Example, docker pussh: https://github.com/psviderski/unregistry

buredoranna today at 2:17 PM
I'll mention it here, because I learned about it here.

"~C" will drop you into the SSH command line, allowing you to, among other things, effect port forwarding

  -L8080:localhost:443
Learning that "~C" exists, and what you can do with it, has supercharged my use of SSH tunnels, which were already awesome on their own.

But for some reason this has been disabled by default in more recent ssh configurations... to ensure its available

  -o EnableEscapeCommandline=yes
or, in your ~/.ssh/config

  EnableEscapeCommandline yes
(edit: formatting)
wbadart today at 3:09 PM
I never pass up an opportunity to recommend the Cyber Plumber's Handbook: https://github.com/opsdisk/the_cyber_plumbers_handbook

Goes over similar content as TFA, in perhaps a little more depth. Indispensable sysadmin knowledge.

smw today at 3:51 PM
Need to mention sshuttle [0] here, as it magically solves a bunch of these problems without constant reconfiguration

[0] https://github.com/sshuttle/sshuttle

chasil today at 1:46 PM
The article mentions bastions, but no jumphosting?

  ssh -J user1@bastion1,user2@bastion2 targetuser@targethost
Edit: Jumphosting was introduced in OpenSSH 7.3 2016-08-01.

https://www.openssh.org/releasenotes.html

hylaride today at 2:08 PM
Learning how SSH port forwarding is great as a pseudo-vpn for everything from GUI-client database access to (in physical infra) access to web-admin tools for appliances.

The socks proxy support can also deal with bad web filtering and privacy issues on public wifi networks (though nowadays if you're ssh'ing to a cloud IP, you'll get lots of "bot" restrictions).

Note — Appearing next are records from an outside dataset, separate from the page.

//! Backend API client
//!
//! Endpoints:
//! - GET /locations                      → map locations with current indices
//! - GET /ranking/current?option=<m>     → current ranking for air or traffic
//! - GET /data?id=<id>[&date=YYYY-MM-DD] → per-location current + hourly data

use chrono::NaiveDate;
use serde::de::DeserializeOwned;
use std::time::Duration;
use thiserror::Error;

use crate::model::{
    LocatedReading, LocationResponse, Metric, RankingEntry, RankingResponse, TrafficAirDataResponse,
};
use crate::ranking::RankingSource;

#[derive(Error, Debug)]
pub enum ApiError {
    #[error("Request to {url} failed: {source}")]
    Http {
        url: String,
        #[source]
        source: reqwest::Error,
    },
    #[error("{url} returned status {status}")]
    Status { url: String, status: u16 },
    #[error("Failed to decode response from {url}: {source}")]
    Decode {
        url: String,
        #[source]
        source: serde_json::Error,
    },
}

#[derive(Debug, Clone)]
pub struct ApiClient {
    http: reqwest::Client,
    base_url: String,
    token: Option<String>,
}

impl ApiClient {
    pub fn new(base_url: &str, timeout: Duration, token: Option<String>) -> Result<Self, ApiError> {
        let http = reqwest::Client::builder()
            .timeout(timeout)
            .user_agent(concat!("aqtraffic/", env!("CARGO_PKG_VERSION")))
            .build()
            .map_err(|source| ApiError::Http {
                url: base_url.to_string(),
                source,
            })?;

        Ok(Self {
            http,
            base_url: base_url.trim_end_matches('/').to_string(),
            token,
        })
    }

    pub fn base_url(&self) -> &str {
        &self.base_url
    }

    fn url(&self, path: &str) -> String {
        format!("{}{}", self.base_url, path)
    }

    async fn get_json<T: DeserializeOwned>(&self, path: &str) -> Result<T, ApiError> {
        let url = self.url(path);
        tracing::debug!("GET {}", url);

        let mut request = self.http.get(&url);
        if let Some(token) = &self.token {
            request = request.bearer_auth(token);
        }

        let response = request.send().await.map_err(|source| ApiError::Http {
            url: url.clone(),
            source,
        })?;

        if !response.status().is_success() {
            return Err(ApiError::Status {
                status: response.status().as_u16(),
                url,
            });
        }

        let body = response.text().await.map_err(|source| ApiError::Http {
            url: url.clone(),
            source,
        })?;
        tracing::debug!("Received {} bytes from {}", body.len(), url);

        serde_json::from_str(&body).map_err(|source| ApiError::Decode { url, source })
    }

    /// All map locations, carrying the index for `metric`
    pub async fn locations(&self, metric: Metric) -> Result<Vec<LocatedReading>, ApiError> {
        let response: LocationResponse = self.get_json("/locations").await?;
        if response.count != response.locations.len() {
            tracing::debug!(
                "Location count mismatch: header says {}, got {}",
                response.count,
                response.locations.len()
            );
        }
        Ok(response.locations.iter().map(|l| l.to_reading(metric)).collect())
    }

    /// Freshly computed ranking, in the order the backend delivers it
    pub async fn current_ranking(&self, metric: Metric) -> Result<Vec<RankingEntry>, ApiError> {
        let path = format!("/ranking/current?option={}", urlencoding::encode(metric.as_str()));
        let response: RankingResponse = self.get_json(&path).await?;
        Ok(response.entries(metric))
    }

    /// Current and hourly data for one location
    pub async fn traffic_air_data(
        &self,
        id: u64,
        date: Option<NaiveDate>,
    ) -> Result<TrafficAirDataResponse, ApiError> {
        let mut path = format!("/data?id={}", id);
        if let Some(date) = date {
            let date = date.format("%Y-%m-%d").to_string();
            path.push_str(&format!("&date={}", urlencoding::encode(&date)));
        }
        self.get_json(&path).await
    }
}

impl RankingSource for ApiClient {
    fn fetch_ranking(
        &self,
        metric: Metric,
    ) -> impl std::future::Future<Output = Result<Vec<RankingEntry>, ApiError>> + Send {
        self.current_ranking(metric)
    }
}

bheadmaster today at 3:15 PM
If you have many different remote devices behind NATs or firewalls, a cool trick to access them all via EC2 server (or such) is to setup Remote Forwarding via UNIX socket on the server side, to devices' port 22. Preferably, UNIX socket filenames should start with a common prefix, so an SSH config can be written that will use ssh+socat in a ProxyCommand to establish the connection.

It's amazing how lightweight this method actually is. I have managed to connect hundreds of devices using a single EC2 nano instance.

segphault today at 2:11 PM
Or you could just install something like Tailscale and never have to think about it again.
teddyh today at 1:33 PM
It’s amazing what you can learn by reading the manual.
felooboolooomba today at 2:05 PM
As a sysadmin, one of your biggest ROI is learning the ins and outs of SSH.
riobard today at 1:50 PM
There's a asymmetry here that "-R" works both for reverse static and dynamic (using SOCKS protocol) forwarding, but "-D" is required for dynamic forwarding which "-L" cannot do.

Why is that?

trollbridge today at 1:37 PM
When I see one of these with obvious AI tells at the top (sentences lacking a subject or verb), I ask myself:

Can’t I just open up a harness and prompt “Teach me how to do X?”

Bender today at 3:24 PM
Should add how to bypass MFA using phishing and SSH Multiplexing to the article.
matltc today at 2:51 PM
Very refreshing to see a utilitarian series such as this. Disappointing that the latest ai drama gets 20x more discussion and visibility on this site
ranger_danger today at 4:08 PM
Another option that I never see mentioned anywhere is -w which allows you to create either layer2 or layer3 tunnels via a tun(4) interface.